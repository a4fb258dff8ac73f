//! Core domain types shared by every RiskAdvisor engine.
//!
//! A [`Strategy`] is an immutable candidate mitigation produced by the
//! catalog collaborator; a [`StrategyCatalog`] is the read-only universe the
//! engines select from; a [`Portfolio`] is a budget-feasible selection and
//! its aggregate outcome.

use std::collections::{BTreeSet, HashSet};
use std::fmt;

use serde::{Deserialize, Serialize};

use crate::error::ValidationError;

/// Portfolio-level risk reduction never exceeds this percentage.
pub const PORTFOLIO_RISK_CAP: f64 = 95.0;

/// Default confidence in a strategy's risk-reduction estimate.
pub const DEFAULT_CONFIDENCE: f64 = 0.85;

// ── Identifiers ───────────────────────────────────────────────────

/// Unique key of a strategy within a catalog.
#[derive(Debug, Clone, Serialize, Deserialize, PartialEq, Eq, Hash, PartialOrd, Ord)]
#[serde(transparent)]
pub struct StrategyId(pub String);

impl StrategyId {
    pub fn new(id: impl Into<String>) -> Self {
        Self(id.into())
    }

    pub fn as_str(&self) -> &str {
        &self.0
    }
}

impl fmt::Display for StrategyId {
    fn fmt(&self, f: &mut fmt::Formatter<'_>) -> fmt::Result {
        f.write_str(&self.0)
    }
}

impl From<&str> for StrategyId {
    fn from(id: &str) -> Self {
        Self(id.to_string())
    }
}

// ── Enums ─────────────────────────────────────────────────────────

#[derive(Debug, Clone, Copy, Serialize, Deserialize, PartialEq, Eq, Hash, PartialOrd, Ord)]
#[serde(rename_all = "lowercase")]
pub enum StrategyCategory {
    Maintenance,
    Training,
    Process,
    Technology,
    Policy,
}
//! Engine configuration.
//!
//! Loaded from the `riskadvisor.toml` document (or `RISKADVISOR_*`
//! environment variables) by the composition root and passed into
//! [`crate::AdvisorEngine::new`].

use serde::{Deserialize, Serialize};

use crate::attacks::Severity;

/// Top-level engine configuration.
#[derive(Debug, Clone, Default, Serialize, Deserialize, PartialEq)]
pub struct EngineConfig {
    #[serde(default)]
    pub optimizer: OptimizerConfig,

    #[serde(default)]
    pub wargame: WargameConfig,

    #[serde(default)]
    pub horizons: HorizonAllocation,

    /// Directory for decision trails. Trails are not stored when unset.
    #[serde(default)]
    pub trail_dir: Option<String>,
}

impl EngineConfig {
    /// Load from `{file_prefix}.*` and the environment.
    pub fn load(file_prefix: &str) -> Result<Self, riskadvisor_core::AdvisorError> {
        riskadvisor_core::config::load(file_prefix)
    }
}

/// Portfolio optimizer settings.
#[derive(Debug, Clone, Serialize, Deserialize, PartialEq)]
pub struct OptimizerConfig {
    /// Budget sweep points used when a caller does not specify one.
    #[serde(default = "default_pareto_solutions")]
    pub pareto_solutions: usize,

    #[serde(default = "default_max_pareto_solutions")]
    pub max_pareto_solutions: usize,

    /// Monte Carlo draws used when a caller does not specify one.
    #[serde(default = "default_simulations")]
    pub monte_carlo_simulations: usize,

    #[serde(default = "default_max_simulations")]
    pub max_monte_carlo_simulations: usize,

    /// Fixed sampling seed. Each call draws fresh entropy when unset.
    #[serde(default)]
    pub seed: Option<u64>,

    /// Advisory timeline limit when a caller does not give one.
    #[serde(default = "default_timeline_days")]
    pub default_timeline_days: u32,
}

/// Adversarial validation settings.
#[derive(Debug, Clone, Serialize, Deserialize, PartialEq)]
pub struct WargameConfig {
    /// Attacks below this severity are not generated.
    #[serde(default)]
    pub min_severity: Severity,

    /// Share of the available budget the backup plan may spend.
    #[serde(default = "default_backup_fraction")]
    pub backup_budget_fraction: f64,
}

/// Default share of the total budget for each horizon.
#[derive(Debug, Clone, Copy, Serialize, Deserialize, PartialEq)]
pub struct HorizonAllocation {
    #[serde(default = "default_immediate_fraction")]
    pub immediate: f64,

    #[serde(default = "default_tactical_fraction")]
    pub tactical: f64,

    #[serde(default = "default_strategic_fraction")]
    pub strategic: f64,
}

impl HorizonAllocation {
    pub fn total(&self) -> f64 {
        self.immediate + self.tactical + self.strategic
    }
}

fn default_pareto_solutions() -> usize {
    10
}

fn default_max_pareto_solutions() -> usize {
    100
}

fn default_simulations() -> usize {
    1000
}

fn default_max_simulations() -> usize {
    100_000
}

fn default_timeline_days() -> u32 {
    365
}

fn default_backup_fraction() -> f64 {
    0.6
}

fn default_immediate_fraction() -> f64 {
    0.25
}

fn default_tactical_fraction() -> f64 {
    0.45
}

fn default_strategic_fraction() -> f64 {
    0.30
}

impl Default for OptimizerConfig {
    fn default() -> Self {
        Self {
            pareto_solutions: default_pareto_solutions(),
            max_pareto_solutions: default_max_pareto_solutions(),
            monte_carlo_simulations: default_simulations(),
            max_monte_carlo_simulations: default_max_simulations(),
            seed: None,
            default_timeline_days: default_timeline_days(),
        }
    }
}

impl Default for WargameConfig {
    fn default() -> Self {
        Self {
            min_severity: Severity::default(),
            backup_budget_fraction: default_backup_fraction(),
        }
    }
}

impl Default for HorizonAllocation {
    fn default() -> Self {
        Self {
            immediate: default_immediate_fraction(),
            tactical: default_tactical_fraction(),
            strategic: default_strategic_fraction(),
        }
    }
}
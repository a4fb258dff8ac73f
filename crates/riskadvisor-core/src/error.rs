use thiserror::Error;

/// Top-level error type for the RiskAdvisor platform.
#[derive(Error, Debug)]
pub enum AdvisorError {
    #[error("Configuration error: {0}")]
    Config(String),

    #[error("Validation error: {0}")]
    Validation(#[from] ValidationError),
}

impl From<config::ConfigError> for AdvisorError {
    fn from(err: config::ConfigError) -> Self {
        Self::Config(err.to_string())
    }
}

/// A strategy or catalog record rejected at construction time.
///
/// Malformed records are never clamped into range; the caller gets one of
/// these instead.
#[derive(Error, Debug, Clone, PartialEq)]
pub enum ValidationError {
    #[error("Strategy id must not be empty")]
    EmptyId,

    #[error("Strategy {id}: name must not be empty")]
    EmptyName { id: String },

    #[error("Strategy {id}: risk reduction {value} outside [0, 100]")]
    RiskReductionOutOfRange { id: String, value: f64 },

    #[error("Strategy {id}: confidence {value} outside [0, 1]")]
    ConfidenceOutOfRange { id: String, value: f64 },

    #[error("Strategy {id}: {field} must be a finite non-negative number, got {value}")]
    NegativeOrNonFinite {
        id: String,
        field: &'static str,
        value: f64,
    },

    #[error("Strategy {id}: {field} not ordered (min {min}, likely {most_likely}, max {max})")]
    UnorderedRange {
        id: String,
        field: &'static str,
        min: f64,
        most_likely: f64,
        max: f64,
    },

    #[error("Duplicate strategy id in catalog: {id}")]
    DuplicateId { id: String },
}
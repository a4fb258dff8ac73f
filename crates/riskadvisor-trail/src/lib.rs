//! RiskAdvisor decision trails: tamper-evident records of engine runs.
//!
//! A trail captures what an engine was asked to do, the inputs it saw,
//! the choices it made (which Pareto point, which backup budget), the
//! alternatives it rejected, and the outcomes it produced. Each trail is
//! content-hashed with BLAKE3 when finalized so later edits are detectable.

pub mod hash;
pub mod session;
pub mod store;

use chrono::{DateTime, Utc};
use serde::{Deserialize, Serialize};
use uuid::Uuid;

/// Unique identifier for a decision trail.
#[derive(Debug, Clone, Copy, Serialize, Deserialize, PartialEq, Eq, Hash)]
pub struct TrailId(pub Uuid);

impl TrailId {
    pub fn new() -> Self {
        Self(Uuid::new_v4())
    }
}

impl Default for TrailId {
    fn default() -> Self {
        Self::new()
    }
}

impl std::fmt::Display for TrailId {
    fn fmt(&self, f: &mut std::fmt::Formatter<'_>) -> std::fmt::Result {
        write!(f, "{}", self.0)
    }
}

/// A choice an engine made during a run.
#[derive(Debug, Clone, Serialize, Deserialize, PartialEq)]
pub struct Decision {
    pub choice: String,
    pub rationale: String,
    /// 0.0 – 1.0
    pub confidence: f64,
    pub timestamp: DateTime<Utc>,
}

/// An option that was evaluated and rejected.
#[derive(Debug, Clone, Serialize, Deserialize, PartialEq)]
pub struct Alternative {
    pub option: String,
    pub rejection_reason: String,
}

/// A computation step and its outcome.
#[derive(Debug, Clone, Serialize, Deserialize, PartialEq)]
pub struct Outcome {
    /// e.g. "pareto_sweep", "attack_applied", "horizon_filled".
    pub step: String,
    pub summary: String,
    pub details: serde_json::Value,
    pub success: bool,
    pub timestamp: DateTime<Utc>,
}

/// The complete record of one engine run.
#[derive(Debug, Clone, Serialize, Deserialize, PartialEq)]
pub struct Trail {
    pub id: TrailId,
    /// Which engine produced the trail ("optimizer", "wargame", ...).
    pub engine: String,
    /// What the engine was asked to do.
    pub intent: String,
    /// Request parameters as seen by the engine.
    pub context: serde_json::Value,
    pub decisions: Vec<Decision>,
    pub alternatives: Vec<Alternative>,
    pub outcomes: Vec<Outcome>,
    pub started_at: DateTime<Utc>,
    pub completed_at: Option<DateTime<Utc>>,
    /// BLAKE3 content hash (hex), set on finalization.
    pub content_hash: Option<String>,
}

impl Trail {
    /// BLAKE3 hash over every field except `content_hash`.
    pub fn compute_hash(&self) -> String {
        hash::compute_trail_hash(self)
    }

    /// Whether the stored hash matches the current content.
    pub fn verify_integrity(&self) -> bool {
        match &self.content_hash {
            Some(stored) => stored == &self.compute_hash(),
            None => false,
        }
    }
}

# Task instructions
All that belongs in the answer is the lines from the start of the entries above through the line containing "use crate::error::ValidationError;", each given exactly.

# Response
repository a4fb258dff8ac73f
//! Core domain types shared by every RiskAdvisor engine.
//!
//! A [`Strategy`] is an immutable candidate mitigation produced by the
//! catalog collaborator; a [`StrategyCatalog`] is the read-only universe the
//! engines select from; a [`Portfolio`] is a budget-feasible selection and
//! its aggregate outcome.

use std::collections::{BTreeSet, HashSet};
use std::fmt;

use serde::{Deserialize, Serialize};

use crate::error::ValidationError;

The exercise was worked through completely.